• [WORK ITEM]
Copy all the lines of the data that include the word "transform".
[[ MATERIAL SUPPLIED, beginning ]]
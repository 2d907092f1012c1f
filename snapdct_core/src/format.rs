use std::io::{self, Read, Write};

use thiserror::Error;
use tracing::warn;

use crate::sample::read_full;

/// Magic bytes opening every rqdct container.
pub const MAGIC: [u8; 4] = [0xB0, 0xBD, 0xC7, 0x01];

/// Fixed size of the container header in bytes.
///   magic[4] + block_size:u32 + quantization_factor:f32 + bins_to_keep:u32
///   = 4 + 4 + 4 + 4 = 16
pub const HEADER_SIZE: usize = 16;

/// Largest accepted block size. The transform keeps an `N × N` `f32` cosine
/// table, 256 MiB at this size.
pub const MAX_BLOCK_SIZE: u32 = 8192;

/// File name suffix appended to the input path by `encode`.
pub const CONTAINER_SUFFIX: &str = "rqdct";

/// Header validation failures. All of them are fatal for decode.
#[derive(Debug, Clone, Error, PartialEq)]
pub enum HeaderError {
    #[error("invalid file header: magic bytes {0:02x?} do not match")]
    InvalidMagic([u8; 4]),
    #[error("invalid file header: expected 16 bytes, found {0}")]
    Truncated(usize),
    #[error("block size of zero is invalid")]
    ZeroBlockSize,
    #[error("block size {0} exceeds the maximum of 8192")]
    BlockTooLarge(u32),
    #[error("quantization factor {0} is invalid, it must be finite and above zero")]
    InvalidFactor(f32),
    #[error("invalid bins_to_keep = {bins_to_keep}, block_size = {block_size}")]
    InvalidBins { bins_to_keep: u32, block_size: u32 },
}

// ── Header ─────────────────────────────────────────────────────────────────

/// Decoded representation of the 16-byte container header.
///
/// The header is never compressed, so `xxd file.rqdct | head -1` is enough to
/// see how a recording was encoded.
#[derive(Debug, Clone, Copy, PartialEq)]
pub struct ContainerHeader {
    /// Samples per transform block.
    pub block_size: u32,
    /// Multiplier applied to every coefficient before rounding.
    pub quantization_factor: f32,
    /// Low-frequency bins stored per block; the rest are implicitly zero.
    pub bins_to_keep: u32,
}

impl ContainerHeader {
    /// Build a header, enforcing the same invariants as [`from_bytes`](Self::from_bytes).
    pub fn new(block_size: u32, quantization_factor: f32, bins_to_keep: u32) -> Result<Self, HeaderError> {
        let header = Self {
            block_size,
            quantization_factor,
            bins_to_keep,
        };
        header.validate()?;
        Ok(header)
    }

    /// Check the field invariants. A factor above 1 is accepted with a warning
    /// because it amplifies coefficients and leaves no headroom for saturation.
    pub fn validate(&self) -> Result<(), HeaderError> {
        if self.block_size == 0 {
            return Err(HeaderError::ZeroBlockSize);
        }
        if self.block_size > MAX_BLOCK_SIZE {
            return Err(HeaderError::BlockTooLarge(self.block_size));
        }
        if !self.quantization_factor.is_finite() || self.quantization_factor <= 0.0 {
            return Err(HeaderError::InvalidFactor(self.quantization_factor));
        }
        if self.quantization_factor > 1.0 {
            warn!(
                factor = self.quantization_factor,
                "quantization factor above 1 amplifies coefficients and is likely to saturate"
            );
        }
        if self.bins_to_keep == 0 || self.bins_to_keep > self.block_size {
            return Err(HeaderError::InvalidBins {
                bins_to_keep: self.bins_to_keep,
                block_size: self.block_size,
            });
        }
        Ok(())
    }

    /// Serialize to exactly `HEADER_SIZE` bytes.
    pub fn to_bytes(&self) -> [u8; HEADER_SIZE] {
        let mut buf = [0u8; HEADER_SIZE];
        buf[0..4].copy_from_slice(&MAGIC);
        buf[4..8].copy_from_slice(&self.block_size.to_le_bytes());
        buf[8..12].copy_from_slice(&self.quantization_factor.to_le_bytes());
        buf[12..16].copy_from_slice(&self.bins_to_keep.to_le_bytes());
        buf
    }

    /// Deserialize from `HEADER_SIZE` bytes, checking the magic and every field.
    pub fn from_bytes(buf: &[u8; HEADER_SIZE]) -> Result<Self, HeaderError> {
        let mut magic = [0u8; 4];
        magic.copy_from_slice(&buf[0..4]);
        if magic != MAGIC {
            return Err(HeaderError::InvalidMagic(magic));
        }
        let field = |at: usize| [buf[at], buf[at + 1], buf[at + 2], buf[at + 3]];
        let header = Self {
            block_size: u32::from_le_bytes(field(4)),
            quantization_factor: f32::from_le_bytes(field(8)),
            bins_to_keep: u32::from_le_bytes(field(12)),
        };
        header.validate()?;
        Ok(header)
    }

    /// Read and validate a header from the front of `src`.
    ///
    /// A short read surfaces as [`HeaderError::Truncated`] wrapped in the
    /// returned `io::Error`, so callers can downcast it.
    pub fn read_from<R: Read>(src: &mut R) -> io::Result<Self> {
        let mut buf = [0u8; HEADER_SIZE];
        let filled = read_full(src, &mut buf)?;
        if filled < HEADER_SIZE {
            return Err(io::Error::new(
                io::ErrorKind::InvalidData,
                HeaderError::Truncated(filled),
            ));
        }
        Self::from_bytes(&buf).map_err(|e| io::Error::new(io::ErrorKind::InvalidData, e))
    }

    pub fn write_to<W: Write>(&self, dst: &mut W) -> io::Result<()> {
        dst.write_all(&self.to_bytes())
    }

    /// Fraction of the transform output that survives trimming.
    pub fn trimming_ratio(&self) -> f64 {
        self.bins_to_keep as f64 / self.block_size as f64
    }

    /// Uncompressed payload bytes produced by one block: an `i8` pair per kept bin.
    #[inline]
    pub fn payload_bytes_per_block(&self) -> usize {
        2 * self.bins_to_keep as usize
    }

    /// Raw sample bytes represented by one block.
    #[inline]
    pub fn sample_bytes_per_block(&self) -> usize {
        2 * self.block_size as usize
    }
}

/// Recover a [`HeaderError`] from an error produced by [`ContainerHeader::read_from`].
pub fn header_error(err: &io::Error) -> Option<&HeaderError> {
    err.get_ref().and_then(|inner| inner.downcast_ref::<HeaderError>())
}

#[cfg(test)]
mod tests {
    use super::*;

    fn raw(block_size: u32, factor: f32, bins: u32) -> [u8; HEADER_SIZE] {
        ContainerHeader {
            block_size,
            quantization_factor: factor,
            bins_to_keep: bins,
        }
        .to_bytes()
    }

    #[test]
    fn header_layout_is_little_endian() {
        let bytes = raw(1024, 0.5, 256);
        assert_eq!(&bytes[0..4], &MAGIC);
        assert_eq!(&bytes[4..8], &[0x00, 0x04, 0x00, 0x00]);
        assert_eq!(&bytes[8..12], &0.5f32.to_le_bytes());
        assert_eq!(&bytes[12..16], &[0x00, 0x01, 0x00, 0x00]);
    }

    #[test]
    fn header_round_trip() {
        let header = ContainerHeader::new(64, 0.25, 16).unwrap();
        let mut buf = Vec::new();
        header.write_to(&mut buf).unwrap();
        assert_eq!(buf.len(), HEADER_SIZE);
        let back = ContainerHeader::read_from(&mut buf.as_slice()).unwrap();
        assert_eq!(back, header);
    }

    #[test]
    fn rejects_bad_magic() {
        let mut bytes = raw(8, 1.0, 8);
        bytes[0] = 0xB1;
        assert!(matches!(
            ContainerHeader::from_bytes(&bytes),
            Err(HeaderError::InvalidMagic(_))
        ));
    }

    #[test]
    fn rejects_invalid_fields() {
        assert_eq!(
            ContainerHeader::from_bytes(&raw(0, 1.0, 1)),
            Err(HeaderError::ZeroBlockSize)
        );
        assert_eq!(
            ContainerHeader::from_bytes(&raw(8, 0.0, 8)),
            Err(HeaderError::InvalidFactor(0.0))
        );
        assert!(matches!(
            ContainerHeader::from_bytes(&raw(8, f32::NAN, 8)),
            Err(HeaderError::InvalidFactor(_))
        ));
        assert_eq!(
            ContainerHeader::from_bytes(&raw(8, 1.0, 9)),
            Err(HeaderError::InvalidBins {
                bins_to_keep: 9,
                block_size: 8
            })
        );
        assert_eq!(
            ContainerHeader::from_bytes(&raw(8, 1.0, 0)),
            Err(HeaderError::InvalidBins {
                bins_to_keep: 0,
                block_size: 8
            })
        );
    }

    #[test]
    fn rejects_oversized_blocks() {
        assert!(ContainerHeader::new(MAX_BLOCK_SIZE, 0.5, 1).is_ok());
        assert_eq!(
            ContainerHeader::from_bytes(&raw(MAX_BLOCK_SIZE + 1, 0.5, 1)),
            Err(HeaderError::BlockTooLarge(MAX_BLOCK_SIZE + 1))
        );
        assert_eq!(
            ContainerHeader::from_bytes(&raw(1 << 31, 0.5, 1)),
            Err(HeaderError::BlockTooLarge(1 << 31))
        );
    }

    #[test]
    fn factor_above_one_is_only_a_warning() {
        let header = ContainerHeader::from_bytes(&raw(8, 4.0, 8)).unwrap();
        assert_eq!(header.quantization_factor, 4.0);
    }

    #[test]
    fn short_input_is_truncated_header() {
        let err = ContainerHeader::read_from(&mut &MAGIC[..]).unwrap_err();
        assert_eq!(header_error(&err), Some(&HeaderError::Truncated(4)));
    }

    #[test]
    fn trimming_ratio_and_block_sizes() {
        let header = ContainerHeader::new(16, 0.5, 4).unwrap();
        assert_eq!(header.trimming_ratio(), 0.25);
        assert_eq!(header.payload_bytes_per_block(), 8);
        assert_eq!(header.sample_bytes_per_block(), 32);
    }
}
[[ MATERIAL SUPPLIED, end ]]
• [TASK SOLUTION]
/// Largest accepted block size. The transform keeps an `N × N` `f32` cosine
    /// Samples per transform block.
    /// Fraction of the transform output that survives trimming.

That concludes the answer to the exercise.